Adaequatio rei et intellectus
Ya he comentado otras veces la intervención de un importante sociólogo americano, Ronald Inglehart, sobre la caída vertical de la religiosidad en los países más desarrollados. Sobre la base de investigaciones fiables, el autor atribuía esa caída a la «mutación de las normas que gobiernan la fertilidad humana», divorcio, aborto y homosexualidad como rechazo, en contraposición con gran parte de la población, a los límites impuestos a la libertad sexual. Es el resultado de un largo proceso donde el hombre ha sustituido a Dios estableciendo «una dictadura mundial de ideologías aparentemente humanistas», que «excomulga socialmente» a quien no las reconoce (Una vida, entrevista del periodista alemán Peter Seewald a Benedicto XVI, 2020).
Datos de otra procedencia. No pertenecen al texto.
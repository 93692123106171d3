//! MongoDB implementation of UserRepository

use async_trait::async_trait;
use mongodb::{Collection, Database, IndexModel, bson::doc, options::IndexOptions};
use tracing::instrument;

use crate::error::{UserError, UserResult, duplicate_key_message};
use crate::models::{Role, User};
use crate::repository::UserRepository;

pub const DEFAULT_COLLECTION: &str = "users";

pub const USERNAME_UNIQUE: &str = "idx_username_unique";
pub const EMAIL_UNIQUE: &str = "idx_email_unique";
pub const ROLE: &str = "idx_role";

pub fn user_indexes() -> Vec<IndexModel> {
    let unique = |name: &str| {
        IndexOptions::builder()
            .unique(true)
            .name(name.to_string())
            .build()
    };

    vec![
        IndexModel::builder()
            .keys(doc! { "username": 1 })
            .options(unique(USERNAME_UNIQUE))
            .build(),
        IndexModel::builder()
            .keys(doc! { "email": 1 })
            .options(unique(EMAIL_UNIQUE))
            .build(),
        IndexModel::builder()
            .keys(doc! { "role": 1 })
            .options(IndexOptions::builder().name(ROLE.to_string()).build())
            .build(),
    ]
}

#[derive(Clone)]
pub struct MongoUserRepository {
    collection: Collection<User>,
}

impl MongoUserRepository {
    pub fn new(db: &Database) -> Self {
        Self::with_collection(db, DEFAULT_COLLECTION)
    }

    pub fn with_collection(db: &Database, collection_name: &str) -> Self {
        Self {
            collection: db.collection::<User>(collection_name),
        }
    }

    pub async fn init_indexes(&self) -> UserResult<()> {
        self.collection
            .create_indexes(user_indexes())
            .await
            .map_err(|e| UserError::Internal(format!("failed to build user indexes: {e}")))?;
        tracing::info!(collection = %self.collection.name(), "User indexes created successfully");
        Ok(())
    }
}

#[async_trait]
impl UserRepository for MongoUserRepository {
    #[instrument(skip(self, user), fields(username = %user.username))]
    async fn create(&self, mut user: User) -> UserResult<User> {
        match self.collection.insert_one(&user).await {
            Ok(result) => {
                user.id = result.inserted_id.as_object_id();
                Ok(user)
            }
            Err(e) => match duplicate_key_message(&e) {
                Some(msg) if msg.contains(EMAIL_UNIQUE) => Err(UserError::DuplicateEmail(user.email)),
                Some(_) => Err(UserError::DuplicateUsername(user.username)),
                None => Err(e.into()),
            },
        }
    }

    #[instrument(skip(self))]
    async fn get_by_username(&self, username: &str) -> UserResult<Option<User>> {
        Ok(self
            .collection
            .find_one(doc! { "username": username })
            .await?)
    }

    #[instrument(skip(self))]
    async fn email_exists(&self, email: &str) -> UserResult<bool> {
        let count = self
            .collection
            .count_documents(doc! { "email": email })
            .limit(1)
            .await?;
        Ok(count > 0)
    }

    #[instrument(skip(self))]
    async fn admin_exists(&self) -> UserResult<bool> {
        let count = self
            .collection
            .count_documents(doc! { "role": Role::Admin.to_string() })
            .limit(1)
            .await?;
        Ok(count > 0)
    }
}
//! Shared test utilities for domain testing
//!
//! - `TestMongo`: MongoDB container with automatic cleanup (feature: "mongo")
//! - `TestDataBuilder`: deterministic test data (always available)
//! - `assertions`: custom assertion helpers (always available)
//!
//! ```rust,no_run
//! use test_utils::{TestDataBuilder, TestMongo};
//!
//! #[tokio::test]
//! async fn my_mongo_test() {
//!     let mongo = TestMongo::new().await;
//!     let builder = TestDataBuilder::from_test_name("my_mongo_test");
//!
//!     let db = mongo.database(&builder.database_name());
//!     let employee_id = builder.employee_id("main");
//! }
//! ```

#[cfg(feature = "mongo")]
mod mongo;

#[cfg(feature = "mongo")]
pub use mongo::TestMongo;

/// Builder for test data with deterministic values
///
/// Derived from a seed so reruns of a test produce the same ids and names.
pub struct TestDataBuilder {
    seed: u64,
}

impl TestDataBuilder {
    pub fn new(seed: u64) -> Self {
        Self { seed }
    }

    /// Seed from the test name hash.
    ///
    /// ```
    /// use test_utils::TestDataBuilder;
    ///
    /// let builder = TestDataBuilder::from_test_name("test_create_employee");
    /// ```
    pub fn from_test_name(name: &str) -> Self {
        use std::collections::hash_map::DefaultHasher;
        use std::hash::{Hash, Hasher};

        let mut hasher = DefaultHasher::new();
        name.hash(&mut hasher);
        Self::new(hasher.finish())
    }

    /// Database name unique to this seed, valid for MongoDB (under 64 bytes)
    pub fn database_name(&self) -> String {
        format!("test_{:x}", self.seed)
    }

    /// Employee business id, e.g. `E-3f2a-main`
    pub fn employee_id(&self, suffix: &str) -> String {
        format!("E-{:x}-{}", self.seed & 0xffff, suffix)
    }

    /// Unique name for a resource.
    ///
    /// ```
    /// use test_utils::TestDataBuilder;
    ///
    /// let builder = TestDataBuilder::new(42);
    /// assert_eq!(builder.name("user", "admin"), "test-user-42-admin");
    /// ```
    pub fn name(&self, prefix: &str, suffix: &str) -> String {
        format!("test-{}-{}-{}", prefix, self.seed, suffix)
    }
}

/// Test assertion helpers
pub mod assertions {
    /// Assert that an optional value is Some
    pub fn assert_some<T>(value: Option<T>, context: &str) -> T {
        value.unwrap_or_else(|| panic!("{}: expected Some, got None", context))
    }

    /// Assert that `items` are in non-decreasing order of `key`
    pub fn assert_sorted_by<T, K: Ord + std::fmt::Debug>(
        items: &[T],
        key: impl Fn(&T) -> K,
        context: &str,
    ) {
        for (i, pair) in items.windows(2).enumerate() {
            let (a, b) = (key(&pair[0]), key(&pair[1]));
            assert!(a <= b, "{}: items {} and {} out of order ({:?} > {:?})", context, i, i + 1, a, b);
        }
    }
}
Luigi Giussani también se expresaba en el mismo sentido en La conciencia religiosa del hombre moderno (Encuentro, 1986).
Volviendo a lo de que la verdad es sobre todo “amor”, no es una afirmación equivocada, ya lo dice Jesús: «Amarás al Señor tu Dios con todo tu corazón, con toda tu alma, con toda tu mente. Este mandamiento es el principal y primero. El segundo es semejante a él: Amarás a tu prójimo como a ti mismo. En estos dos mandamientos se sostienen toda la Ley y los Profetas» (Mt 22,37-40). Hay que preguntarse entonces en qué consiste el amor, como amor a la verdad, en términos subjetivos –el amor que yo tengo a la verdad– y objetivos –amor que procede de la verdad–. La definición más convincente de verdad para mí es la de santo Tomás, adaequatio rei et intellectus, correspondencia con lo que sucede (realidad) y deseo. Correspondencia no es solo lo que te gusta, sino lo que es para ti, como la medicina amarga para el enfermo o la corrección para el que se equivoca, de donde nace la definición de la moralidad como amor a la verdad más que a uno mismo (lo que gusta) porque no poseemos la verdad, pero dependemos de ella.
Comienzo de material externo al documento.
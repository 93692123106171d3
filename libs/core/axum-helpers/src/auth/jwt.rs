use super::config::JwtConfig;
use chrono::{Duration, Utc};
use jsonwebtoken::{Algorithm, DecodingKey, EncodingKey, Header, Validation, decode, encode};
use serde::{Deserialize, Serialize};
use utoipa::ToSchema;

pub const ACCESS_TOKEN_TYPE: &str = "access";
pub const ADMIN_ROLE: &str = "admin";

/// Claims carried by an access token
#[derive(Debug, Clone, PartialEq, Eq, Serialize, Deserialize, ToSchema)]
pub struct JwtClaims {
    /// Username
    pub sub: String,
    pub role: String,
    pub iat: i64,
    pub exp: i64,
    #[serde(rename = "type")]
    pub token_type: String,
}

impl JwtClaims {
    pub fn is_admin(&self) -> bool {
        self.role == ADMIN_ROLE
    }
}

/// Stateless HS256 token issuer and verifier
#[derive(Clone)]
pub struct JwtAuth {
    encoding_key: EncodingKey,
    decoding_key: DecodingKey,
    access_token_ttl: Duration,
}

impl JwtAuth {
    pub fn new(config: &JwtConfig) -> Self {
        tracing::info!(
            ttl_minutes = config.access_token_ttl_minutes,
            "JWT auth initialized"
        );
        Self {
            encoding_key: EncodingKey::from_secret(config.secret.as_bytes()),
            decoding_key: DecodingKey::from_secret(config.secret.as_bytes()),
            access_token_ttl: Duration::minutes(config.access_token_ttl_minutes),
        }
    }

    /// Lifetime of issued access tokens, in seconds
    pub fn access_token_ttl_secs(&self) -> i64 {
        self.access_token_ttl.num_seconds()
    }

    pub fn create_access_token(&self, subject: &str, role: &str) -> eyre::Result<String> {
        let now = Utc::now();
        let claims = JwtClaims {
            sub: subject.to_string(),
            role: role.to_string(),
            iat: now.timestamp(),
            exp: (now + self.access_token_ttl).timestamp(),
            token_type: ACCESS_TOKEN_TYPE.to_string(),
        };

        let token = encode(&Header::new(Algorithm::HS256), &claims, &self.encoding_key)?;
        Ok(token)
    }

    /// Verify signature and expiry, and require an access token
    pub fn verify_token(&self, token: &str) -> eyre::Result<JwtClaims> {
        let mut validation = Validation::new(Algorithm::HS256);
        validation.set_required_spec_claims(&["exp", "sub"]);

        let claims = decode::<JwtClaims>(token, &self.decoding_key, &validation)?.claims;
        if claims.token_type != ACCESS_TOKEN_TYPE {
            eyre::bail!("unexpected token type: {}", claims.token_type);
        }
        Ok(claims)
    }
}

impl std::fmt::Debug for JwtAuth {
    fn fmt(&self, f: &mut std::fmt::Formatter<'_>) -> std::fmt::Result {
        f.debug_struct("JwtAuth")
            .field("access_token_ttl", &self.access_token_ttl)
            .finish_non_exhaustive()
    }
}

#[cfg(test)]
mod tests {
    use super::*;

    const SECRET: &str = "test-secret-that-is-long-enough-for-hs256";

    fn auth() -> JwtAuth {
        JwtAuth::new(&JwtConfig::new(SECRET).unwrap())
    }

    #[test]
    fn test_issue_and_verify() {
        let auth = auth();
        let token = auth.create_access_token("alice", "admin").unwrap();
        let claims = auth.verify_token(&token).unwrap();

        assert_eq!(claims.sub, "alice");
        assert!(claims.is_admin());
        assert_eq!(claims.token_type, ACCESS_TOKEN_TYPE);
        assert_eq!(claims.exp - claims.iat, 30 * 60);
    }

    #[test]
    fn test_wrong_secret_is_rejected() {
        let token = auth().create_access_token("alice", "user").unwrap();
        let other = JwtAuth::new(
            &JwtConfig::new("another-secret-that-is-also-long-enough").unwrap(),
        );
        assert!(other.verify_token(&token).is_err());
    }

    #[test]
    fn test_expired_token_is_rejected() {
        let config = JwtConfig::new(SECRET)
            .unwrap()
            .with_access_token_ttl_minutes(-5);
        let auth = JwtAuth::new(&config);
        let token = auth.create_access_token("alice", "user").unwrap();
        assert!(auth.verify_token(&token).is_err());
    }

    #[test]
    fn test_non_access_token_is_rejected() {
        let now = Utc::now().timestamp();
        let claims = JwtClaims {
            sub: "alice".into(),
            role: "user".into(),
            iat: now,
            exp: now + 600,
            token_type: "refresh".into(),
        };
        let token = encode(
            &Header::new(Algorithm::HS256),
            &claims,
            &EncodingKey::from_secret(SECRET.as_bytes()),
        )
        .unwrap();

        assert!(auth().verify_token(&token).is_err());
    }

    #[test]
    fn test_garbage_is_rejected() {
        assert!(auth().verify_token("not.a.token").is_err());
    }
}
Una propuesta a la libertad
Así, el amor al otro no es simplemente una emoción o una caricia, sino también un juicio que compromete a buscar juntos el destino común, es decir, la verdad para la que estamos hechos. Ese juicio puede ser fascinante, pero también duro como «morder la piedra» (Miguel Mañara, Milosz). No es un garrote para derribar al otro, sino una propuesta a su libertad. Es un acto de confianza en la libertad, dada por Dios para reconocer y elegir la verdad, para buscar y comprender el significado.
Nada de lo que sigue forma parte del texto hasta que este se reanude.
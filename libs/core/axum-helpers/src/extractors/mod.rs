//! Extractors that validate their payload before the handler runs.
//!
//! Rejections are rendered through [`AppError`](crate::errors::AppError) so
//! they share the standard error envelope.

pub mod validated_json;
pub mod validated_query;

pub use validated_json::ValidatedJson;
pub use validated_query::ValidatedQuery;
No decir al otro la verdad por temor a que se aleje es como considerarlo incapaz de entender lo que le rodea. Por otro lado, es común la experiencia de acoger y ser amigo de alguien con quien no estás de acuerdo. Y también que la verdad puede ser divisiva, pero esa no es razón para dejarla a un lado en suspenso, sino para reclamar a quien la propone a ser más consciente de ella, y a quien la rechaza a estar más abierto y disponible. Siempre hay una razón que reconquistar, tal vez con tiempo, sufrimiento y sacrificio, pero ahí está la sal de la vida. No hay que tener miedo a la verdad. Es lo que más necesitamos todos.